Task statement –
Report each line of the data below in which "ancestry" appears.

Records for the exercise Block Start

//! Mapping errors

use crate::value::ValueKind;
use dtokit_types::{DeclarationError, TypeName};
use thiserror::Error;

/// Errors raised while building descriptors or constructing instances
///
/// Construction is all-or-nothing: the first failing field aborts the
/// instance, and a nested instance's failure is returned unchanged as the
/// failure of the enclosing construction.
#[derive(Debug, Clone, Error, PartialEq)]
pub enum MapError {
    /// A field's type declaration could not be parsed or resolved
    #[error("Invalid declaration of `{type_name}::{field}`: {source}")]
    InvalidDeclaration {
        /// Type whose descriptors were being built
        type_name: TypeName,
        /// Offending field
        field: String,
        /// Underlying declaration error
        #[source]
        source: DeclarationError,
    },

    /// Input lacks the key of a required field
    #[error("Non-nullable property `{type_name}::{field}` has not been initialized.")]
    MissingRequiredField {
        /// Type being constructed
        type_name: TypeName,
        /// Field that could not be filled
        field: String,
        /// Input key that was looked up
        source_key: String,
    },

    /// The cast value matches none of the field's allowed types
    #[error(
        "Invalid type: expected `{type_name}::{field}` to be of type `{}`, instead got value `{actual}`, which is {actual_kind}.",
        .expected.join(", ")
    )]
    InvalidType {
        /// Type being constructed
        type_name: TypeName,
        /// Rejected field
        field: String,
        /// Canonical allowed types, in declaration order
        expected: Vec<String>,
        /// Kind of the rejected value
        actual_kind: ValueKind,
        /// Summary of the rejected value
        actual: String,
    },

    /// The type (or one of its ancestors) has no registered schema
    #[error("Type `{type_name}` is not registered")]
    UnknownType {
        /// Unregistered type
        type_name: TypeName,
    },

    /// A type's ancestry loops back onto itself
    #[error("Type `{type_name}` inherits from itself")]
    CyclicInheritance {
        /// Type whose ancestry contains the cycle
        type_name: TypeName,
    },

    /// Nested construction went deeper than the configured ceiling
    #[error("Maximum nesting depth of {limit} exceeded while constructing `{type_name}`")]
    DepthExceeded {
        /// Type whose construction would exceed the limit
        type_name: TypeName,
        /// Configured ceiling
        limit: usize,
    },

    /// A mapped field holds a value of the wrong shape for a Rust type
    #[error("Cannot read `{type_name}::{field}` as {expected}: value is {actual_kind}")]
    Conversion {
        /// Type of the mapped instance
        type_name: TypeName,
        /// Field being read
        field: String,
        /// Rust-side expectation
        expected: &'static str,
        /// Kind actually stored
        actual_kind: ValueKind,
    },

    /// A mapped instance has no field with the requested name
    #[error("Type `{type_name}` has no field `{field}`")]
    UnknownField {
        /// Type of the mapped instance
        type_name: TypeName,
        /// Requested field
        field: String,
    },
}

impl MapError {
    /// Field the error is about, if any
    pub fn field(&self) -> Option<&str> {
        match self {
            MapError::InvalidDeclaration { field, .. }
            | MapError::MissingRequiredField { field, .. }
            | MapError::InvalidType { field, .. }
            | MapError::Conversion { field, .. }
            | MapError::UnknownField { field, .. } => Some(field),
            MapError::UnknownType { .. } | MapError::CyclicInheritance { .. } | MapError::DepthExceeded { .. } => {
                None
            }
        }
    }

    /// Type the error is about
    pub fn type_name(&self) -> &TypeName {
        match self {
            MapError::InvalidDeclaration { type_name, .. }
            | MapError::MissingRequiredField { type_name, .. }
            | MapError::InvalidType { type_name, .. }
            | MapError::UnknownType { type_name }
            | MapError::CyclicInheritance { type_name }
            | MapError::DepthExceeded { type_name, .. }
            | MapError::Conversion { type_name, .. }
            | MapError::UnknownField { type_name, .. } => type_name,
        }
    }
}

/// Result type for mapping operations
pub type MapResult<T> = Result<T, MapError>;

Records for the exercise Block End

Solved exercise –
    /// A type's ancestry loops back onto itself
        /// Type whose ancestry contains the cycle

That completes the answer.